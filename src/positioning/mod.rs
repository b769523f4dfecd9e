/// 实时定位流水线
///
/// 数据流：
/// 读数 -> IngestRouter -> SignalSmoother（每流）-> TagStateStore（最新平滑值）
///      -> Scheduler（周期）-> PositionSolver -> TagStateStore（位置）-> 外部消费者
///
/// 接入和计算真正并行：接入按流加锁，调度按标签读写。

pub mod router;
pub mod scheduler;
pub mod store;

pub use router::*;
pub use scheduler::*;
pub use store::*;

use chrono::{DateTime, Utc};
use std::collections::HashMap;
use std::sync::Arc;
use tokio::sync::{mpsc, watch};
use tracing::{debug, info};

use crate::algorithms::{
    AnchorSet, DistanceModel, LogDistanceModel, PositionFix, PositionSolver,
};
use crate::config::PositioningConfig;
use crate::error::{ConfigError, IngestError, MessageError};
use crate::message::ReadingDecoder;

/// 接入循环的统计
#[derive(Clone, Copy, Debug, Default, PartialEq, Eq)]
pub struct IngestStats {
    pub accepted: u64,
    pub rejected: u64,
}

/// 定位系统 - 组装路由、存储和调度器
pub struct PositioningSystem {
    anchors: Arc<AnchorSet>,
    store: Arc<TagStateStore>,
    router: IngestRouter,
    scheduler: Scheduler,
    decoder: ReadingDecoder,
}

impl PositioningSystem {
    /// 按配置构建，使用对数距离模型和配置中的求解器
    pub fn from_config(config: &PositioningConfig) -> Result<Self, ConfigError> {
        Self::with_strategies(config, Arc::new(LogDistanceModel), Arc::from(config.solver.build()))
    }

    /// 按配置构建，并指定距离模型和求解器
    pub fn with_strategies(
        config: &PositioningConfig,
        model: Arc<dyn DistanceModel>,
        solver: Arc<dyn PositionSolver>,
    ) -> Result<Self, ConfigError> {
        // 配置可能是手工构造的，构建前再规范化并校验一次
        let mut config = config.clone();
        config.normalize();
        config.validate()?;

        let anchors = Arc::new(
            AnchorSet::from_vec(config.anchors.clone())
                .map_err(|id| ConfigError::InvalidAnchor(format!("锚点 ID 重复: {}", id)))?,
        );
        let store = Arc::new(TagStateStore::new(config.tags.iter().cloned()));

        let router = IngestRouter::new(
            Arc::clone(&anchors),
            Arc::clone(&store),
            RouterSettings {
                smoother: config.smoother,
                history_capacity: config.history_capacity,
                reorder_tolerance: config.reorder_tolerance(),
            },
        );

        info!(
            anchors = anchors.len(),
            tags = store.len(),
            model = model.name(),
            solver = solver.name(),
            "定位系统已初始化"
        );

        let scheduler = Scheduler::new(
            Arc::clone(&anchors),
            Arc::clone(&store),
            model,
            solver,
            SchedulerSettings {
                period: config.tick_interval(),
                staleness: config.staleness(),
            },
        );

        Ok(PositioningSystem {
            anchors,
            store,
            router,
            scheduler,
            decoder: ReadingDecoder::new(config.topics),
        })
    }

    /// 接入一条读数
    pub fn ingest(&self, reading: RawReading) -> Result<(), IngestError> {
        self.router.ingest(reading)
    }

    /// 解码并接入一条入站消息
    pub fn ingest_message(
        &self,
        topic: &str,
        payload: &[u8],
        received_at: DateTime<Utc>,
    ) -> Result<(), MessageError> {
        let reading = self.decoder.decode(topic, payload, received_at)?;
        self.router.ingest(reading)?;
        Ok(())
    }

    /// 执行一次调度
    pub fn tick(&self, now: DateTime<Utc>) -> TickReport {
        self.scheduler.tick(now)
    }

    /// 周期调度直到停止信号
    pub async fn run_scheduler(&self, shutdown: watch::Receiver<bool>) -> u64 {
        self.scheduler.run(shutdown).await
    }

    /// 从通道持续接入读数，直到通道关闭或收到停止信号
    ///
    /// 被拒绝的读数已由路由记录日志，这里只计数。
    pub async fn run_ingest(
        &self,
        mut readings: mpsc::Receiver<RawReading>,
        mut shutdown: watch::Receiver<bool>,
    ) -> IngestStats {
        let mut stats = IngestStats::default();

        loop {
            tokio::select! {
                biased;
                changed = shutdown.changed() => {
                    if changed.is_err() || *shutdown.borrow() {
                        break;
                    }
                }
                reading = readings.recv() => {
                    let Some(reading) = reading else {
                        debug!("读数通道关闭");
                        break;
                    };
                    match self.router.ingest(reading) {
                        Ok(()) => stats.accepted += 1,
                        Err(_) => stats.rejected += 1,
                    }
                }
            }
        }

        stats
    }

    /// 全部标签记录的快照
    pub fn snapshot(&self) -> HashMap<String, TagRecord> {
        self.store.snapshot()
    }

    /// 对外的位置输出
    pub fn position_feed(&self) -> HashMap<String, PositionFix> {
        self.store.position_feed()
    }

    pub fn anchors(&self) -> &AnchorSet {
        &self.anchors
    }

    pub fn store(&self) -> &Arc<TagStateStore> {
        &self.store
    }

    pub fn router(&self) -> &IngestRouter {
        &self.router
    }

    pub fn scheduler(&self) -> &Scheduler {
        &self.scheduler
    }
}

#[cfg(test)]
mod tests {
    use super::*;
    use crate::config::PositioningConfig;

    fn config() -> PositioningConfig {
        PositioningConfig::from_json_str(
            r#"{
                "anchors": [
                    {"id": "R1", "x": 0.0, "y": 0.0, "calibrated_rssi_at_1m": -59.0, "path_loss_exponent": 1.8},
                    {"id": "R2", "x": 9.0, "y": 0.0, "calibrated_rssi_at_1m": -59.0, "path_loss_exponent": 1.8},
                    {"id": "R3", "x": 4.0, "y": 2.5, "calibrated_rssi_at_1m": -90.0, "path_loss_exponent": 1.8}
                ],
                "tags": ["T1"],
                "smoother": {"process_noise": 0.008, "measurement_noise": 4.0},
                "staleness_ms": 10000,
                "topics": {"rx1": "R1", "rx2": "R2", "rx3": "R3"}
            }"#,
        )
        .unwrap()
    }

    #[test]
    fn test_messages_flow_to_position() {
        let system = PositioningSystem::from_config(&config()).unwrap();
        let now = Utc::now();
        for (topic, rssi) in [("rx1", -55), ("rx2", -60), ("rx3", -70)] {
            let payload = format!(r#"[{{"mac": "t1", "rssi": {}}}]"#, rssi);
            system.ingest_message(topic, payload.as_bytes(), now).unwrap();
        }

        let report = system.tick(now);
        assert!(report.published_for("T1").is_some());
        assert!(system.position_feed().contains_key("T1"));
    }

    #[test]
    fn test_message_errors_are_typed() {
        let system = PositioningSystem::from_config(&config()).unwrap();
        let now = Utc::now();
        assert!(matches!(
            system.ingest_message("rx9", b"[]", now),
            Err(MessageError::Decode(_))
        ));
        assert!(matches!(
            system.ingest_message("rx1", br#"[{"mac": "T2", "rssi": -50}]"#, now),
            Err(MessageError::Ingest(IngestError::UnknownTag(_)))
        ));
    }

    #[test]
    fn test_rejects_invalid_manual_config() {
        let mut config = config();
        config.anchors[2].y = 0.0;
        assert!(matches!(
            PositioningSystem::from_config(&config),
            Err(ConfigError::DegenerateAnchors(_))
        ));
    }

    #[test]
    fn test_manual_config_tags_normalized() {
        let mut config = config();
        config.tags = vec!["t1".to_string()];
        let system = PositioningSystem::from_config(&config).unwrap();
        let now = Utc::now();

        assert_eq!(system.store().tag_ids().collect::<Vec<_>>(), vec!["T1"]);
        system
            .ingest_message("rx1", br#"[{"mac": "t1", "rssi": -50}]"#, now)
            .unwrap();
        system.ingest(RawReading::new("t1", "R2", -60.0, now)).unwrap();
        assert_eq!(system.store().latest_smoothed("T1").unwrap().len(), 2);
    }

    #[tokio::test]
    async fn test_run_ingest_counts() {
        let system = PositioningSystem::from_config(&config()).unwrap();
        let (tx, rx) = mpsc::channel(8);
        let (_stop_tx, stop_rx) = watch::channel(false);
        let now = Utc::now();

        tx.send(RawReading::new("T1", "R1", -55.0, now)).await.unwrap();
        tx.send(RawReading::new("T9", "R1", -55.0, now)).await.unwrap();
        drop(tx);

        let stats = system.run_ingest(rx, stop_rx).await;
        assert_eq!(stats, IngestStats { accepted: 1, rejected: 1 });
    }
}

----------

- What to work on
In the records above, locate the lines holding the word "async". Copy each of them.

- Response
    pub async fn run_scheduler(&self, shutdown: watch::Receiver<bool>) -> u64 {
    pub async fn run_ingest(
    async fn test_run_ingest_counts() {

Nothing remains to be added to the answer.